ついにと言うかやっぱりと言うか三代目弘道会々長の竹内照明が若頭補佐に就いた。
過去に当代の出身団体が、ここまでガッチリとラインを固めた事はない。三代目田岡一雄組長は別として、すでに広域組織となっていた四代目発足時は組長に就任した竹中正久は、竹中組を実弟の竹中武に譲り直参組織としていたが、山口組本家の執行部には入れていない。竹中武はヒラの若中だった。
当時の本家若頭中山勝正ら執行部が、正久のもう一人の実弟で竹中組相談役の竹中正を竹中正組として本家直参に引き上げようと提案した事もあったようだが、竹中正久組長は竹中組優遇に難色を示したと言われている。それでもこの話は実現しかけていたが、竹中正久組長の暗殺、竹中正自身のハワイでの逮捕、竹中武の逮捕などもあり実現はしなかった。短命に終わった竹中正久の四代目時代は山一抗争そのものであり、当代の影響力はほぼない。当代を出した竹中組は抗争において独自に大きな戦果を上げる事で山口組内でその存在感を増した。そして竹中武が文句なしで若頭補佐に就任したのは、山一抗争終結間際の平成元年だった。
五代目渡辺芳則組長の時はどうだったのか。
先代の竹中正久組長を出した竹中組は、五代目発足と同時に山口組を離脱しており竹中色を残さない新たなスタートだった。渡辺は本家の組長に就任すると同時に二代目山健組を手放し、桑田兼吉を跡目に三代目山健組を本家直参とし若頭補佐に就けた。この時の若頭は渡辺の五代目就任に貢献した宅見組々長・宅見勝が就いている。そして渡辺は二代目山健組の主立つ幹部らを本家の直参に引き上げた。浅川一家、松下組、盛力会、健心会、中野会、鈴秀組、松本組などがそうである。なかでも中野会は数の上でも急膨張し若頭補佐に就任し執行部入りした。当代を出した事で三代目山健組、中野会を中心とする山健組系が全国的に幅を利かし、大きな顔で無理をゴリ押しした時代だった。
1997年に中野会により若頭の宅見勝が暗殺された後、長らく若頭の席は空席となった。渡辺の五代目体制そのものが宅見に大きく依存して成り立ってきた体制であり、次の若頭を決めるにあたって渡辺が独断できる状況ではなかったようである。山健組系の末端が大きな顔をしていたのとは裏腹に本家の奥の院での渡辺は、実権のない飾り物のような扱いだった。
以上のように四代目時代、五代目時代とそれぞれ本家の当代を出した組織は、その時代において勢力を持っていたが、そのまま出身組織自体が当代を引き継いでいくラインが確立されていなかった。また、同じ組織の出身者が連続して代を取るのもどうかという風潮もあった。当代の出身組織が若頭を務めたのも六代目体制が初めてである。

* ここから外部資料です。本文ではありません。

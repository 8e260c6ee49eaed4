//! Hostile behavior finite state machine.
//!
//! Pure functions that compute state transitions, movement intent and
//! attack timing for a hostile from a snapshot of its situation.
//! No ECS dependency, operates on plain data.

use skirmish_core::enums::HostileState;

use crate::profiles::HostileProfile;

/// Input to the hostile FSM for a single entity.
#[derive(Debug, Clone, Copy)]
pub struct HostileContext {
    pub state: HostileState,
    /// Straight-line distance to the target agent.
    pub distance: f32,
    /// Sight after the point-blank override.
    pub sighted: bool,
    /// Target within adjacency range.
    pub adjacent: bool,
    pub moving: bool,
    pub has_last_known: bool,
    /// Seconds into the attack cycle, already advanced for this tick.
    pub attack_elapsed: f32,
    pub last_attack_frame: i32,
}

/// Where the hostile wants to go this tick.
#[derive(Debug, Clone, Copy, PartialEq, Eq)]
pub enum MoveIntent {
    /// Stand still.
    Hold,
    SeekTarget,
    SeekLastKnown,
    Wander,
}

/// Output from the hostile FSM.
#[derive(Debug, Clone, Copy, PartialEq)]
pub struct HostileUpdate {
    pub new_state: HostileState,
    pub intent: MoveIntent,
    /// Fire one projectile at the target this tick.
    pub fire: bool,
    pub attack_elapsed: f32,
    pub last_attack_frame: i32,
    pub state_changed: bool,
}

/// Evaluate the FSM for one hostile.
pub fn evaluate(ctx: &HostileContext, profile: &HostileProfile) -> HostileUpdate {
    match ctx.state {
        HostileState::Idle => evaluate_idle(ctx, profile),
        HostileState::Walk => evaluate_walk(ctx, profile),
        HostileState::Attack => evaluate_attack(ctx, profile),
        HostileState::Death => hold(ctx, HostileState::Death),
    }
}

fn can_engage(ctx: &HostileContext, profile: &HostileProfile) -> bool {
    ctx.distance < profile.attack_range && (ctx.sighted || ctx.adjacent)
}

fn hold(ctx: &HostileContext, state: HostileState) -> HostileUpdate {
    transition(ctx, state, MoveIntent::Hold)
}

fn transition(ctx: &HostileContext, state: HostileState, intent: MoveIntent) -> HostileUpdate {
    HostileUpdate {
        new_state: state,
        intent,
        fire: false,
        attack_elapsed: ctx.attack_elapsed,
        last_attack_frame: ctx.last_attack_frame,
        state_changed: state != ctx.state,
    }
}

fn begin_attack() -> HostileUpdate {
    HostileUpdate {
        new_state: HostileState::Attack,
        intent: MoveIntent::Hold,
        fire: false,
        attack_elapsed: 0.0,
        last_attack_frame: -1,
        state_changed: true,
    }
}

fn evaluate_idle(ctx: &HostileContext, profile: &HostileProfile) -> HostileUpdate {
    if can_engage(ctx, profile) {
        return begin_attack();
    }
    if ctx.distance < profile.chase_range {
        return transition(ctx, HostileState::Walk, MoveIntent::SeekTarget);
    }
    transition(ctx, HostileState::Idle, MoveIntent::Wander)
}

fn evaluate_walk(ctx: &HostileContext, profile: &HostileProfile) -> HostileUpdate {
    if can_engage(ctx, profile) {
        return begin_attack();
    }
    if ctx.distance > profile.chase_range {
        return hold(ctx, HostileState::Idle);
    }
    if !ctx.sighted {
        // Lost track: head for where the target was last seen.
        if ctx.has_last_known {
            return transition(ctx, HostileState::Walk, MoveIntent::SeekLastKnown);
        }
        return hold(ctx, HostileState::Walk);
    }
    transition(ctx, HostileState::Walk, MoveIntent::SeekTarget)
}

fn evaluate_attack(ctx: &HostileContext, profile: &HostileProfile) -> HostileUpdate {
    if ctx.distance > profile.stop_attack_range || (!ctx.sighted && !ctx.adjacent) {
        let intent = if ctx.sighted || !ctx.has_last_known {
            MoveIntent::SeekTarget
        } else {
            MoveIntent::SeekLastKnown
        };
        return transition(ctx, HostileState::Walk, intent);
    }

    let cycle = profile.attack_cycle_secs();
    let (elapsed, last_frame) = if ctx.attack_elapsed >= cycle {
        (ctx.attack_elapsed - cycle, -1)
    } else {
        (ctx.attack_elapsed, ctx.last_attack_frame)
    };
    let frame = (elapsed / profile.attack_frame_secs) as i32;
    let fire = frame != last_frame && ctx.sighted && !ctx.moving;

    HostileUpdate {
        new_state: HostileState::Attack,
        intent: MoveIntent::Hold,
        fire,
        attack_elapsed: elapsed,
        last_attack_frame: frame,
        state_changed: false,
    }
}
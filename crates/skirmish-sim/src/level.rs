//! Level geometry: named layers of rectangles.
//!
//! Levels are authored as JSON documents with a map size and a set of named
//! layers. The simulation reads them through `LevelSource`, so a different
//! map format only needs its own implementation of that trait.

use std::collections::BTreeMap;

use glam::Vec2;
use serde::{Deserialize, Serialize};

use skirmish_core::error::LevelError;
use skirmish_core::types::Rect;

/// Static obstacles.
pub const LAYER_COLLISIONS: &str = "Collisions";
/// Points where wave vehicles park. Usually zero-size point objects.
pub const LAYER_CAR_SPAWN_POINTS: &str = "CarSpawnPoints";
/// Parked vehicles that are permanent obstacles.
pub const LAYER_CAR_STATIC_POINTS: &str = "CarStaticPoints";
/// Area that triggers the intro cutscene.
pub const LAYER_CUTSCENE_ZONE: &str = "CutsceneZone";

/// Cutscene zone used when the level does not author one.
pub const DEFAULT_CUTSCENE_ZONE: Rect = Rect::new(600.0, 300.0, 250.0, 250.0);

/// Read access to level geometry.
pub trait LevelSource: Send {
    /// Map width and height.
    fn size(&self) -> Vec2;

    /// Rectangles of the named layer, empty if the layer is absent.
    fn layer(&self, name: &str) -> &[Rect];

    fn cutscene_zone(&self) -> Rect {
        self.layer(LAYER_CUTSCENE_ZONE)
            .first()
            .copied()
            .unwrap_or(DEFAULT_CUTSCENE_ZONE)
    }
}

/// Level document.
#[derive(Debug, Clone, Serialize, Deserialize)]
pub struct LevelMap {
    pub width: f32,
    pub height: f32,
    #[serde(default)]
    pub layers: BTreeMap<String, Vec<Rect>>,
}

impl LevelMap {
    /// Parse and validate a level document.
    pub fn from_json(json: &str) -> Result<Self, LevelError> {
        let level: LevelMap = serde_json::from_str(json)?;
        level.validate()?;
        Ok(level)
    }

    pub fn validate(&self) -> Result<(), LevelError> {
        if self.width <= 0.0 || self.height <= 0.0 {
            return Err(LevelError::InvalidSize {
                width: self.width,
                height: self.height,
            });
        }
        if !self.layers.contains_key(LAYER_COLLISIONS) {
            return Err(LevelError::MissingLayer(LAYER_COLLISIONS.into()));
        }
        if self.layer(LAYER_CAR_SPAWN_POINTS).is_empty() {
            return Err(LevelError::MissingLayer(LAYER_CAR_SPAWN_POINTS.into()));
        }
        Ok(())
    }

    /// Built-in 1600 x 1200 yard with border walls, a few crates, three
    /// vehicle bays near the top edge and one parked vehicle.
    pub fn demo() -> Self {
        let mut layers = BTreeMap::new();
        layers.insert(
            LAYER_COLLISIONS.to_string(),
            vec![
                // Border walls
                Rect::new(0.0, 0.0, 1600.0, 20.0),
                Rect::new(0.0, 1180.0, 1600.0, 20.0),
                Rect::new(0.0, 0.0, 20.0, 1200.0),
                Rect::new(1580.0, 0.0, 20.0, 1200.0),
                // Crates
                Rect::new(400.0, 500.0, 80.0, 80.0),
                Rect::new(1000.0, 450.0, 120.0, 60.0),
                Rect::new(1300.0, 250.0, 80.0, 160.0),
            ],
        );
        layers.insert(
            LAYER_CAR_SPAWN_POINTS.to_string(),
            vec![
                Rect::new(260.0, 950.0, 0.0, 0.0),
                Rect::new(800.0, 980.0, 0.0, 0.0),
                Rect::new(1310.0, 950.0, 0.0, 0.0),
            ],
        );
        layers.insert(
            LAYER_CAR_STATIC_POINTS.to_string(),
            vec![Rect::new(120.0, 150.0, 120.0, 200.0)],
        );
        layers.insert(LAYER_CUTSCENE_ZONE.to_string(), vec![DEFAULT_CUTSCENE_ZONE]);
        Self {
            width: 1600.0,
            height: 1200.0,
            layers,
        }
    }
}

impl LevelSource for LevelMap {
    fn size(&self) -> Vec2 {
        Vec2::new(self.width, self.height)
    }

    fn layer(&self, name: &str) -> &[Rect] {
        self.layers.get(name).map(Vec::as_slice).unwrap_or(&[])
    }
}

そして今回の六代目体制では、今までにない初めての試みが行われようとしている。竹内が若頭補佐に就いた事でいよいよ最終段階を迎え、六代目体制十年にして弘道会こそが山口組の中心だという体制が整ってきた。そしてこの先の山口組は、本家の代を取るのは弘道会から。という体制になるのかもしれない。この事が良い事なのか悪い事なのか、それはそれぞれの立場によるだろう。
山口組は今まで本家の跡目を巡り様々な問題が起こってきた。代替りした後も恩恵を受ける者と窓際に追いやられる者とハッキリと分れているようにも見える。弘道会が山口組の実権を握り続ける事で、別の問題が起こってくる事も間違いない。押し込められた不満がどのような形で表面化してくるのかは分らないが、弘道会のやり方に不満を持つ者がいてもおかしくない。